What you should do. Run through the records and show each line that includes the string "clippy".

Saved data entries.
--------

//! Cache writer.
//!
//! All three payloads are serialized up front; only then is anything
//! written, each file atomically. A failure part way leaves every artifact
//! either old or new, never truncated.

use crate::error::Error;
use crate::model::{CommunityIndexEntry, IndexDocument, OfficialIndexEntry, PropertyRecord};
use noderef_util::fs::atomic_write;
use noderef_util::hash::{blake3_bytes, blake3_file};
use serde::Serialize;
use std::fs;
use std::path::{Path, PathBuf};
use tracing::{debug, info};

pub const OFFICIAL_INDEX_FILE: &str = "official-nodes.json";
pub const COMMUNITY_INDEX_FILE: &str = "community-nodes.json";
pub const PROPERTIES_LOG_FILE: &str = "node-properties.jsonl";

/// What the writer did to one artifact.
#[derive(Debug, Clone, PartialEq, Eq, Serialize)]
pub struct ArtifactReport {
    pub path: PathBuf,
    pub bytes: usize,
    pub digest: String,
    pub changed: bool,
}

/// Everything the writer persists in one run.
#[derive(Debug, Clone, Copy)]
pub struct CacheContents<'a> {
    pub official: &'a IndexDocument<OfficialIndexEntry>,
    pub community: &'a IndexDocument<CommunityIndexEntry>,
    pub properties: &'a [PropertyRecord],
}

/// Serialize and write all artifacts into `out_dir`.
///
/// # Errors
/// Returns `Error::Serialize` before touching the disk if any payload cannot
/// be encoded, and `Error::Write` if a file cannot be replaced.
pub fn write_cache(out_dir: &Path, contents: CacheContents<'_>) -> Result<Vec<ArtifactReport>, Error> {
    let payloads = [
        (OFFICIAL_INDEX_FILE, pretty_json(OFFICIAL_INDEX_FILE, contents.official)?),
        (COMMUNITY_INDEX_FILE, pretty_json(COMMUNITY_INDEX_FILE, contents.community)?),
        (PROPERTIES_LOG_FILE, json_lines(contents.properties)?),
    ];

    fs::create_dir_all(out_dir).map_err(|source| Error::Write {
        path: out_dir.to_path_buf(),
        source,
    })?;

    payloads
        .into_iter()
        .map(|(file, bytes)| write_artifact(&out_dir.join(file), &bytes))
        .collect()
}

fn write_artifact(path: &Path, bytes: &[u8]) -> Result<ArtifactReport, Error> {
    let digest = blake3_bytes(bytes);
    let previous = blake3_file(path).ok();
    let changed = previous.as_deref() != Some(digest.as_str());

    if changed {
        atomic_write(path, bytes).map_err(|source| Error::Write {
            path: path.to_path_buf(),
            source,
        })?;
        info!(path = %path.display(), bytes = bytes.len(), "Wrote artifact");
    } else {
        debug!(path = %path.display(), "Artifact unchanged");
    }

    Ok(ArtifactReport {
        path: path.to_path_buf(),
        bytes: bytes.len(),
        digest,
        changed,
    })
}

/// Pretty-printed JSON with a trailing newline.
fn pretty_json<T: Serialize>(artifact: &'static str, value: &T) -> Result<Vec<u8>, Error> {
    let mut bytes =
        serde_json::to_vec_pretty(value).map_err(|source| Error::Serialize { artifact, source })?;
    bytes.push(b'\n');
    Ok(bytes)
}

/// One compact JSON object per line.
fn json_lines(records: &[PropertyRecord]) -> Result<Vec<u8>, Error> {
    let mut bytes = Vec::new();
    for record in records {
        serde_json::to_writer(&mut bytes, record).map_err(|source| Error::Serialize {
            artifact: PROPERTIES_LOG_FILE,
            source,
        })?;
        bytes.push(b'\n');
    }
    Ok(bytes)
}
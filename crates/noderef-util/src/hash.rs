use std::fs::File;
use std::io::{self, BufReader, Read};
use std::path::Path;

/// Compute the BLAKE3 hash of a file, returning the hex-encoded digest.
///
/// Streams the file content to minimize memory usage.
///
/// # Errors
/// Returns an error if the file cannot be opened or read.
pub fn blake3_file(path: &Path) -> io::Result<String> {
    let file = File::open(path)?;
    let mut reader = BufReader::new(file);
    let mut hasher = blake3::Hasher::new();
    let mut buffer = [0u8; 8192];

    loop {
        let bytes_read = reader.read(&mut buffer)?;
        if bytes_read == 0 {
            break;
        }
        hasher.update(&buffer[..bytes_read]);
    }

    Ok(hasher.finalize().to_hex().to_string())
}

/// Compute the BLAKE3 hash of a byte slice, returning the hex-encoded digest.
#[must_use]
pub fn blake3_bytes(data: &[u8]) -> String {
    blake3::hash(data).to_hex().to_string()
}
#[cfg(test)]
mod tests {
    use super::*;

    const COMPILED: &str = r#"
"use strict";
Object.defineProperty(exports, "__esModule", { value: true });
exports.Slack = void 0;
class Slack {
    constructor() {
        this.description = {
            displayName: 'Slack',
            name: 'slack',
            icon: 'file:slack.svg',
            group: ['output'],
            // bumped for the block kit rewrite
            version: [2, 2.1, 2.2],
            subtitle: '={{$parameter["operation"] + ": " + $parameter["resource"]}}',
            credentials: [{ name: 'slackApi', required: true }],
            properties: [{ displayName: 'Resource', name: 'resource', type: 'options', default: 'message' }],
        };
    }
}
exports.Slack = Slack;
"#;

    const VERSIONED: &str = r"
class Set extends n8n_workflow_1.VersionedNodeType {
    constructor() {
        const baseDescription = {
            displayName: 'Edit Fields (Set)',
            name: 'set',
            icon: 'fa:pen',
            group: ['input'],
            description: 'Modify, add, or remove item fields',
            defaultVersion: 3.4,
        };
        const nodeVersions = {
            1: new SetV1_node_1.SetV1(baseDescription),
            3: new SetV2_node_1.SetV2({ ...baseDescription, version: [3, 3.1, 3.2] }),
        };
        super(nodeVersions, baseDescription);
    }
}
";

    #[test]
    fn test_version_array_from_instance_description() {
        let found = extract_static(COMPILED).unwrap();
        assert_eq!(found.name, "slack");
        assert_eq!(found.version.to_string(), "2.2");
        assert_eq!(found.anchor, DescriptionAnchor::Instance);
        assert_eq!(found.shape, VersionShape::VersionArray);
    }

    #[test]
    fn test_default_version_from_base_description() {
        let found = extract_static(VERSIONED).unwrap();
        assert_eq!(found.name, "set");
        assert_eq!(found.version.to_string(), "3.4");
        assert_eq!(found.anchor, DescriptionAnchor::Base);
        assert_eq!(found.shape, VersionShape::DefaultVersion);
    }

    #[test]
    fn test_default_version_outranks_version_array() {
        let src = "this.description = { name: 'merge', version: [3, 3.1, 3.2], defaultVersion: 3.4 };";
        let found = extract_static(src).unwrap();
        assert_eq!(found.version.to_string(), "3.4");
        assert_eq!(found.shape, VersionShape::DefaultVersion);
    }

    #[test]
    fn test_scalar_version_typescript_field() {
        let src = r#"
export class HttpBin implements INodeType {
    description: INodeTypeDescription = {
        displayName: "HttpBin",
        name: "httpBin",
        version: 1,
        defaults: { name: "HttpBin" },
    };
}"#;
        let found = extract_static(src).unwrap();
        assert_eq!(found.name, "httpBin");
        assert_eq!(found.version.to_string(), "1");
        assert_eq!(found.anchor, DescriptionAnchor::Typed);
        assert_eq!(found.shape, VersionShape::VersionScalar);
    }

    #[test]
    fn test_nested_name_does_not_shadow() {
        // `defaults.name` and `credentials[].name` live at depth 2.
        let src = "this.description = { defaults: { name: 'Shadow' }, credentials: [{ name: 'api' }], name: 'real', version: 1 };";
        assert_eq!(extract_static(src).unwrap().name, "real");
    }

    #[test]
    fn test_strings_with_braces_and_commas() {
        let src = r#"this.description = { subtitle: '={{ "a,b}" }}', name: 'odd', /* version: 9, */ version: 2 };"#;
        let found = extract_static(src).unwrap();
        assert_eq!(found.name, "odd");
        assert_eq!(found.version.to_string(), "2");
    }

    #[test]
    fn test_instance_anchor_without_version_falls_back_to_base() {
        let src = "
            this.description = { name: 'wrapper', version: versionDescription.version };
            const baseDescription = { name: 'wrapped', defaultVersion: 2.1 };
        ";
        let found = extract_static(src).unwrap();
        assert_eq!(found.name, "wrapped");
        assert_eq!(found.anchor, DescriptionAnchor::Base);
    }

    #[test]
    fn test_failures() {
        assert!(matches!(
            extract_static("module.exports = 1;"),
            Err(ExtractError::NoDescription)
        ));
        assert!(matches!(
            extract_static("this.description = { name: nameVar, version: 1 };"),
            Err(ExtractError::NoName)
        ));
        assert!(matches!(
            extract_static("this.description = { name: 'x', version: computeVersion() };"),
            Err(ExtractError::NoVersion)
        ));
    }

    #[test]
    fn test_string_literal() {
        assert_eq!(string_literal("'slack'"), Some("slack".to_string()));
        assert_eq!(string_literal("`plain`"), Some("plain".to_string()));
        assert_eq!(string_literal("`${prefix}x`"), None);
        assert_eq!(string_literal("name"), None);
    }

    #[test]
    fn test_parse_version_array() {
        assert_eq!(parse_version_array("[1, 1.1, 2,]").unwrap().to_string(), "2");
        assert!(parse_version_array("[1, x]").is_none());
        assert!(parse_version_array("[]").is_none());
    }

    #[test]
    fn test_regex_literals_are_not_strings() {
        let found =
            extract_static("this.description = { hint: /['}]/, name: 'x', version: 2 };").unwrap();
        assert_eq!(found.name, "x");
        assert_eq!(found.version.to_string(), "2");

        let src = r"
            this.description = {
                displayName: 'Regex',
                name: 'regex',
                pattern: /^[a-z\/'{]+$/i,
                ratio: width / 2,
                version: [1, 1.5],
            };";
        let found = extract_static(src).unwrap();
        assert_eq!(found.name, "regex");
        assert_eq!(found.version.to_string(), "1.5");
    }
}
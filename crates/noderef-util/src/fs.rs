use std::fs::{self, File};
use std::io::{self, Write};
use std::path::{Path, PathBuf};
use std::sync::atomic::{AtomicU32, Ordering};

/// Per-process counter so concurrent writers in the same directory never share a temp name.
static TEMP_COUNTER: AtomicU32 = AtomicU32::new(0);

/// Read a file to string, replacing invalid UTF-8 sequences with the replacement character.
///
/// Installed JavaScript sources are occasionally not valid UTF-8 (bundled
/// binary blobs, legacy encodings); text scanning still works on the rest.
///
/// # Errors
/// Returns an error if the file cannot be read.
pub fn read_to_string_lossy(path: &Path) -> io::Result<String> {
    let bytes = fs::read(path)?;
    Ok(String::from_utf8_lossy(&bytes).into_owned())
}

/// Path of the sibling temp file used while replacing `path`.
fn temp_sibling(path: &Path) -> PathBuf {
    let parent = path.parent().unwrap_or(Path::new("."));
    let name = path
        .file_name()
        .and_then(|n| n.to_str())
        .unwrap_or("file");
    parent.join(format!(
        ".{name}.tmp.{}.{}",
        std::process::id(),
        TEMP_COUNTER.fetch_add(1, Ordering::Relaxed)
    ))
}

/// Atomically replace a file by writing a sibling temp file then renaming it.
///
/// Readers see either the old contents or the new contents, never a partial
/// write. The temp file is removed if anything fails before the rename.
///
/// # Errors
/// Returns an error if the write or rename fails.
pub fn atomic_write(path: &Path, bytes: &[u8]) -> io::Result<()> {
    let temp_path = temp_sibling(path);

    let written = (|| {
        let mut file = File::create(&temp_path)?;
        file.write_all(bytes)?;
        file.sync_all()
    })();
    if let Err(e) = written {
        let _ = fs::remove_file(&temp_path);
        return Err(e);
    }

    match fs::rename(&temp_path, path) {
        Ok(()) => Ok(()),
        Err(e) => {
            // On Windows, rename can fail if target exists. Try copy + remove as fallback.
            if cfg!(windows) {
                fs::copy(&temp_path, path)?;
                let _ = fs::remove_file(&temp_path);
                Ok(())
            } else {
                let _ = fs::remove_file(&temp_path);
                Err(e)
            }
        }
    }
}
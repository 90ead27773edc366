#![deny(clippy::all)]
#![warn(clippy::pedantic)]
#![allow(clippy::module_name_repetitions)]
#![allow(clippy::struct_excessive_bools)]
#![allow(clippy::needless_pass_by_value)]
#![allow(clippy::missing_errors_doc)]
#![allow(clippy::doc_markdown)]

mod commands;
mod logging;

use clap::Parser;
use miette::{IntoDiagnostic, Result};
use noderef_core::config::{InstallSource, RefreshConfig};
use noderef_core::Config;
use std::path::{Path, PathBuf};

#[derive(Parser, Debug)]
#[command(name = "noderef")]
#[command(author, version, about = "Refresh the local n8n node registry cache", long_about = None)]
struct Cli {
    /// Increase logging verbosity (-v for DEBUG, -vv for TRACE)
    #[arg(short, long, action = clap::ArgAction::Count, global = true)]
    verbose: u8,

    /// Print the run summary as JSON on stdout
    #[arg(long, global = true)]
    json: bool,

    /// Emit logs as JSON lines on stderr
    #[arg(long, global = true)]
    json_logs: bool,

    /// Override the working directory
    #[arg(long, global = true, value_name = "PATH")]
    cwd: Option<PathBuf>,

    #[command(flatten)]
    refresh: RefreshArgs,

    #[command(subcommand)]
    command: Option<Commands>,
}

#[derive(clap::Args, Debug, Default)]
struct RefreshArgs {
    /// Directory the cache artifacts are written to
    #[arg(long, value_name = "DIR")]
    out: Option<PathBuf>,

    /// Official node catalog endpoint
    #[arg(long, value_name = "URL")]
    official_url: Option<String>,

    /// Community node catalog endpoint
    #[arg(long, value_name = "URL")]
    community_url: Option<String>,

    /// Records requested per official catalog page
    #[arg(long, value_name = "N")]
    page_size: Option<u32>,

    /// Use an existing node_modules directory instead of installing
    #[arg(long, value_name = "DIR", conflicts_with = "npm_install")]
    packages_dir: Option<PathBuf>,

    /// Install plugin packages with npm (dependencies included)
    #[arg(long)]
    npm_install: bool,

    /// Never load node files; read versions from source text only
    #[arg(long)]
    no_dynamic: bool,

    /// Node binary used for dynamic probing
    #[arg(long, value_name = "PATH")]
    node: Option<PathBuf>,
}

impl RefreshArgs {
    /// Flags win over the config file and environment.
    fn apply(self, config: &mut RefreshConfig, cwd: &Path) {
        if let Some(out) = self.out {
            config.out_dir = cwd.join(out);
        }
        if let Some(url) = self.official_url {
            config.official_url = url;
        }
        if let Some(url) = self.community_url {
            config.community_url = url;
        }
        if let Some(size) = self.page_size {
            config.page_size = size;
        }
        if let Some(dir) = self.packages_dir {
            config.install = InstallSource::Existing(cwd.join(dir));
        } else if self.npm_install {
            config.install = InstallSource::Npm;
        }
        if self.no_dynamic {
            config.dynamic = false;
        }
        if let Some(node) = self.node {
            config.node_binary = Some(cwd.join(node));
        }
    }
}

#[derive(clap::Subcommand, Debug)]
enum Commands {
    /// Print version information
    Version,
}

fn main() -> Result<()> {
    let cli = Cli::parse();

    // Determine working directory
    let cwd = cli
        .cwd
        .or_else(|| std::env::current_dir().ok())
        .unwrap_or_else(|| PathBuf::from("."));

    if matches!(cli.command, Some(Commands::Version)) {
        return commands::version::run();
    }

    let config = Config::new(cwd)
        .with_verbosity(cli.verbose)
        .with_json_logs(cli.json_logs);
    logging::init(config.verbosity, config.json_logs);

    let mut refresh = RefreshConfig::load(&config.cwd).into_diagnostic()?;
    cli.refresh.apply(&mut refresh, &config.cwd);

    commands::refresh::run(&config, &refresh, cli.json)
}
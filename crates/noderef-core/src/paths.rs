use crate::version::SCHEMA_VERSION;
use std::path::{Path, PathBuf};

/// Find the project root by walking up from `cwd` looking for `package.json` or `.git`.
///
/// Returns the first directory containing either marker, or `None` if neither is found.
#[must_use]
pub fn project_root(cwd: &Path) -> Option<PathBuf> {
    let mut current = cwd.to_path_buf();

    loop {
        if current.join("package.json").exists() || current.join(".git").exists() {
            return Some(current);
        }

        if !current.pop() {
            return None;
        }
    }
}

/// Get the data directory for noderef.
///
/// Uses platform-appropriate locations with versioning:
/// - Linux: `$XDG_DATA_HOME/noderef/v{N}` or `~/.local/share/noderef/v{N}`
/// - macOS: `~/Library/Application Support/noderef/v{N}`
/// - Windows: `%APPDATA%\noderef\v{N}`
#[must_use]
pub fn data_dir() -> PathBuf {
    let base = dirs_next::data_dir().map_or_else(
        || {
            dirs_next::home_dir().map_or_else(
                || PathBuf::from(".noderef-data"),
                |p| p.join(".local").join("share").join("noderef"),
            )
        },
        |p| p.join("noderef"),
    );

    base.join(format!("v{SCHEMA_VERSION}"))
}

/// Default directory the three cache artifacts are written to.
#[must_use]
pub fn default_out_dir() -> PathBuf {
    data_dir().join("nodes")
}

/// Location of a package inside a `node_modules` tree.
///
/// Scoped names keep their scope directory: `@n8n/n8n-nodes-langchain`
/// lives at `node_modules/@n8n/n8n-nodes-langchain`.
#[must_use]
pub fn package_dir(node_modules: &Path, name: &str) -> PathBuf {
    name.split('/')
        .fold(node_modules.to_path_buf(), |dir, part| dir.join(part))
}

#[cfg(test)]
mod tests {
    use super::*;
    use std::fs;
    use tempfile::tempdir;

    #[test]
    fn test_project_root_finds_package_json() {
        let dir = tempdir().unwrap();
        fs::write(dir.path().join("package.json"), "{}").unwrap();
        let nested = dir.path().join("a").join("b");
        fs::create_dir_all(&nested).unwrap();

        assert_eq!(project_root(&nested), Some(dir.path().to_path_buf()));
    }

    #[test]
    fn test_default_out_dir_is_versioned() {
        let out = default_out_dir();
        assert!(out.ends_with("nodes"));
        assert!(out
            .to_string_lossy()
            .contains(&format!("v{SCHEMA_VERSION}")));
    }

    #[test]
    fn test_package_dir_scoped() {
        let root = Path::new("/tmp/nm");
        assert_eq!(
            package_dir(root, "@n8n/n8n-nodes-langchain"),
            Path::new("/tmp/nm/@n8n/n8n-nodes-langchain")
        );
        assert_eq!(
            package_dir(root, "n8n-nodes-base"),
            Path::new("/tmp/nm/n8n-nodes-base")
        );
    }
}
//! Reading the node file list from an installed plugin package.
//!
//! n8n plugin packages declare their node implementations in `package.json`:
//!
//! ```json
//! { "name": "n8n-nodes-base", "n8n": { "nodes": ["dist/nodes/Slack/Slack.node.js"] } }
//! ```

use super::error::PkgError;
use serde::Deserialize;
use std::fs;
use std::path::{Path, PathBuf};

#[derive(Debug, Deserialize)]
struct PackageJson {
    name: Option<String>,
    version: Option<String>,
    #[serde(default)]
    n8n: Option<PluginSection>,
}

#[derive(Debug, Deserialize)]
struct PluginSection {
    #[serde(default)]
    nodes: Vec<String>,
}

/// What a plugin package says about itself.
#[derive(Debug, Clone, PartialEq, Eq)]
pub struct PackageManifest {
    pub name: String,
    pub version: Option<String>,
    /// Node implementation files, absolute, in manifest order.
    pub node_files: Vec<PathBuf>,
}

/// Read `<package_root>/package.json` and list its node files.
///
/// A manifest without an `n8n.nodes` list yields an empty file list, not an
/// error. `fallback_name` is used when the manifest has no `name`.
///
/// # Errors
/// Returns an error if `package.json` is missing or not valid JSON.
pub fn read_manifest(package_root: &Path, fallback_name: &str) -> Result<PackageManifest, PkgError> {
    let path = package_root.join("package.json");
    let content = fs::read_to_string(&path).map_err(|e| {
        PkgError::manifest_invalid(format!("Failed to read {}: {e}", path.display()))
    })?;
    let parsed: PackageJson = serde_json::from_str(&content).map_err(|e| {
        PkgError::manifest_invalid(format!("Failed to parse {}: {e}", path.display()))
    })?;

    let node_files = parsed
        .n8n
        .map(|section| section.nodes)
        .unwrap_or_default()
        .into_iter()
        .map(|rel| package_root.join(rel))
        .collect();

    Ok(PackageManifest {
        name: parsed.name.unwrap_or_else(|| fallback_name.to_string()),
        version: parsed.version,
        node_files,
    })
}
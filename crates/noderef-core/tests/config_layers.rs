//! Config layering: defaults, `noderef.json`, then environment.

use noderef_core::config::{
    InstallSource, RefreshConfig, COMMUNITY_URL_ENV, DEFAULT_COMMUNITY_URL, OFFICIAL_URL_ENV,
    OUT_DIR_ENV,
};
use serial_test::serial;
use std::fs;

fn clear_env() {
    for key in [OFFICIAL_URL_ENV, COMMUNITY_URL_ENV, OUT_DIR_ENV] {
        std::env::remove_var(key);
    }
}

#[test]
#[serial]
fn test_file_then_env() {
    clear_env();
    let dir = tempfile::tempdir().unwrap();
    fs::create_dir(dir.path().join(".git")).unwrap();
    fs::write(
        dir.path().join("noderef.json"),
        r#"{ "officialUrl": "http://file.example/api/nodes", "packagesDir": "vendor/node_modules", "dynamic": false }"#,
    )
    .unwrap();
    let nested = dir.path().join("a").join("b");
    fs::create_dir_all(&nested).unwrap();

    std::env::set_var(OFFICIAL_URL_ENV, "http://env.example/api/nodes");
    std::env::set_var(OUT_DIR_ENV, "/tmp/noderef-cache");
    let config = RefreshConfig::load(&nested);
    clear_env();
    let config = config.unwrap();

    assert_eq!(config.official_url, "http://env.example/api/nodes");
    assert_eq!(config.community_url, DEFAULT_COMMUNITY_URL);
    assert_eq!(config.out_dir, std::path::PathBuf::from("/tmp/noderef-cache"));
    assert_eq!(
        config.install,
        InstallSource::Existing(dir.path().join("vendor/node_modules"))
    );
    assert!(!config.dynamic);
}

#[test]
#[serial]
fn test_unknown_config_key_is_an_error() {
    clear_env();
    let dir = tempfile::tempdir().unwrap();
    fs::create_dir(dir.path().join(".git")).unwrap();
    fs::write(dir.path().join("noderef.json"), r#"{ "pageSize": 10, "colour": "red" }"#).unwrap();

    let err = RefreshConfig::load(dir.path()).unwrap_err();
    assert!(err.to_string().contains("noderef.json"));
}
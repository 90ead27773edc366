//! Package version selection using semver.

use super::error::PkgError;
use super::registry::{get_latest_version, get_versions};
use semver::{Version, VersionReq};

/// Pick the package version to install from a packument.
///
/// # Rules
/// - `None`, `"latest"` or `"*"` selects `dist-tags.latest`
/// - an exact version is returned if published
/// - otherwise the highest published version satisfying the range wins;
///   `||` alternatives, hyphen ranges, x-ranges and space-separated
///   comparators follow npm's syntax
///
/// # Errors
/// Returns an error if the range is invalid or nothing satisfies it.
pub fn resolve_version(
    packument: &serde_json::Value,
    range: Option<&str>,
) -> Result<String, PkgError> {
    let name = packument
        .get("name")
        .and_then(|v| v.as_str())
        .unwrap_or("unknown");

    let range = match range.map(str::trim) {
        None | Some("" | "latest" | "*") => {
            return get_latest_version(packument)
                .map(String::from)
                .ok_or_else(|| PkgError::version_not_found(name, "latest"));
        }
        Some(range) => range,
    };

    let published = get_versions(packument);
    if published.contains(&range) {
        return Ok(range.to_string());
    }

    let reqs = range
        .split("||")
        .map(str::trim)
        .filter(|alt| !alt.is_empty())
        .map(parse_range)
        .collect::<Result<Vec<_>, _>>()?;
    if reqs.is_empty() {
        return Err(PkgError::spec_invalid(format!(
            "Invalid version range '{range}'"
        )));
    }

    let mut candidates: Vec<Version> = published
        .iter()
        .filter_map(|v| Version::parse(v).ok())
        .collect();
    candidates.sort_by(|a, b| b.cmp(a));

    candidates
        .into_iter()
        .find(|v| reqs.iter().any(|req| req.matches(v)))
        .map(|v| v.to_string())
        .ok_or_else(|| PkgError::version_not_found(name, range))
}

/// Parse one `||` alternative into a semver requirement.
fn parse_range(range: &str) -> Result<VersionReq, PkgError> {
    let converted = if let Some((start, end)) = range.split_once(" - ") {
        format!(">={}, <={}", start.trim(), end.trim())
    } else if range.contains(['x', 'X']) {
        convert_x_range(range)
    } else {
        join_comparators(range)
    };

    VersionReq::parse(&converted)
        .map_err(|e| PkgError::spec_invalid(format!("Invalid version range '{range}': {e}")))
}

/// `1.x` → `>=1.0.0, <2.0.0`, `1.2.x` → `>=1.2.0, <1.3.0`.
fn convert_x_range(range: &str) -> String {
    let parts: Vec<&str> = range.trim().split('.').collect();
    let is_wild = |p: &str| matches!(p, "x" | "X" | "*");
    match parts.as_slice() {
        [major, minor, ..] if !is_wild(major) && !is_wild(minor) => {
            let minor_num: u64 = minor.parse().unwrap_or(0);
            format!(">={major}.{minor}.0, <{major}.{}.0", minor_num + 1)
        }
        [major, ..] if !is_wild(major) => {
            let major_num: u64 = major.parse().unwrap_or(0);
            format!(">={major}.0.0, <{}.0.0", major_num + 1)
        }
        _ => "*".to_string(),
    }
}

/// npm reads `>= 2.1.2 < 3.0.0` as an AND; semver wants `>=2.1.2, <3.0.0`.
fn join_comparators(range: &str) -> String {
    let mut comparators: Vec<String> = Vec::new();
    let mut pending_op = String::new();

    for token in range.split_whitespace() {
        if token.chars().any(|c| c.is_ascii_digit()) {
            comparators.push(format!("{pending_op}{token}"));
            pending_op.clear();
        } else {
            pending_op.push_str(token);
        }
    }

    comparators.join(", ")
}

--------

Answer for this exercise.
#![deny(clippy::all)]
#![warn(clippy::pedantic)]
#![allow(clippy::module_name_repetitions)]
#![allow(clippy::struct_excessive_bools)]
#![allow(clippy::needless_pass_by_value)]
#![allow(clippy::missing_errors_doc)]
#![allow(clippy::doc_markdown)]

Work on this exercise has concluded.